Soy and corn are common food allergens and it is best to seek pet foods without these ingredients to avoid problems is another wrong assumption. Latest stats indicate that the most common food allergens for dogs are beef, dairy, and wheat accounting for 68% of canine food allergies. Most common food allergens in cats are beef, dairy, and fish making up 80% of feline food allergies.
“If it looks like my pet might have a food allergy, I should be able to manage the problem by switching to another diet” is an assumption only partially true. Most pet foods contain some sort of mixture of protein sources like beef, dairy, wheat, lamb, fish, and chicken. This means that simply changing foods is bound to lead to exposure to the same allergens. There are two ways to address food allergy: Feeding a diet based on a truly novel protein source. Examples are an exotic diet like venison, duck, kangaroo, rabbit, New Zealand brush tail, ostrich, llama or even alligator. Somewhere I read without further explanation it also could mean feeding a diet with a protein pre digested into units too small to interest the immune system. I really don’t have too much knowledge on this one and will re-address this particular issue after I do some more research.

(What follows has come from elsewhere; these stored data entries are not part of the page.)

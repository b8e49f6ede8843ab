//! Formatters for vector-space stages: Lp-norm normalization, value-to-key
//! mapping, and key-to-vector (indicator) mapping.

use serde::Deserialize;

use super::{AttrMap, DetailError, decode, required, strip_pair_markers};

/// Norm function of an Lp-norm-normalizing stage, decoded from the numeric
/// wire code or the function name.
///
/// Serialized pipelines in the wild carry codes outside the documented 1-3
/// range (internal column state stores a different enum); those decode to
/// [`NormFunction::Code`] and are shown as the raw number rather than
/// costing the stage its whole annotation.
#[derive(Clone, Copy, Debug, Eq, PartialEq)]
pub enum NormFunction {
  /// Sum of absolute values.
  L1,
  /// Euclidean norm.
  L2,
  /// Maximum absolute value.
  Infinity,
  /// An unrecognized numeric wire code, shown as-is.
  Code(u64),
}

impl NormFunction {
  fn from_code(code: u64) -> Self {
    match code {
      1 => Self::L1,
      2 => Self::L2,
      3 => Self::Infinity,
      other => Self::Code(other),
    }
  }

  fn from_name(name: &str) -> Option<Self> {
    match name {
      "L1" => Some(Self::L1),
      "L2" => Some(Self::L2),
      "Infinity" => Some(Self::Infinity),
      _ => None,
    }
  }
}

impl std::fmt::Display for NormFunction {
  fn fmt(&self, f: &mut std::fmt::Formatter<'_>) -> std::fmt::Result {
    match self {
      Self::L1 => f.write_str("L1"),
      Self::L2 => f.write_str("L2"),
      Self::Infinity => f.write_str("Infinity"),
      Self::Code(code) => write!(f, "{code}"),
    }
  }
}

impl<'de> Deserialize<'de> for NormFunction {
  fn deserialize<D>(deserializer: D) -> Result<Self, D::Error>
  where
    D: serde::Deserializer<'de>,
  {
    #[derive(Deserialize)]
    #[serde(untagged)]
    enum Raw {
      Code(u64),
      Name(String),
    }
    match Raw::deserialize(deserializer)? {
      Raw::Code(code) => Ok(Self::from_code(code)),
      Raw::Name(name) => Self::from_name(&name)
        .ok_or_else(|| serde::de::Error::custom(format!("unknown norm '{name}'"))),
    }
  }
}

/// One normalizing column record.
#[derive(Debug, Deserialize)]
#[serde(rename_all = "PascalCase")]
struct NormalizingColumn {
  name: String,
  input_column_name: String,
  norm: NormFunction,
  ensure_zero_mean: bool,
  scale: f64,
}

/// Describes an Lp-norm-normalizing stage, one line per column.
pub(super) fn describe_lp_norm(attrs: &AttrMap) -> Result<String, DetailError> {
  let columns: Vec<NormalizingColumn> = decode(attrs, "_columns")?;
  let lines: Vec<String> = columns
    .iter()
    .map(|column| {
      let mut line = format!(
        "Normalize {} via {} normalization",
        column.input_column_name, column.norm
      );
      if column.input_column_name != column.name {
        line.push_str(&format!(" as {}", column.name));
      }
      if column.ensure_zero_mean {
        line.push_str(" ensuring a zero mean");
      }
      if (column.scale - 1.0).abs() > f64::EPSILON {
        line.push_str(&format!(" scaling by {}x", column.scale));
      }
      line
    })
    .collect();
  Ok(lines.join("\n"))
}

/// Describes a value-to-key-mapping stage.
pub(super) fn describe_value_to_key(attrs: &AttrMap) -> Result<String, DetailError> {
  let columns = strip_pair_markers(required(attrs, "ColumnPairs")?);
  Ok(format!(
    "Maps values in columns {columns} to keys in a bag of words"
  ))
}

/// Describes a key-to-vector-mapping stage.
pub(super) fn describe_key_to_vector(attrs: &AttrMap) -> Result<String, DetailError> {
  let columns = strip_pair_markers(required(attrs, "ColumnPairs")?);
  Ok(format!("Convert columns {columns} to an indicator vector"))
}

“My pet got only partly better after the food trial so that means it didn’t work” again is a not correct statement. Animals often and commonly have several allergies concurrently. A food allergy responding to a test diet at the same time an inhalant allergy is active may appear like a partial response. On the other side an inhalant allergy can become inactive should the weather change substantially during the diet trial. This would make a diet appear to be successful by coincidence. In order to determine if a response to a diet trial is real, at the end of the trial the pet needs to be challenged with the original diet. If the itching restarts within feeding 2 weeks of the challenge, food allergy can be diagnosed.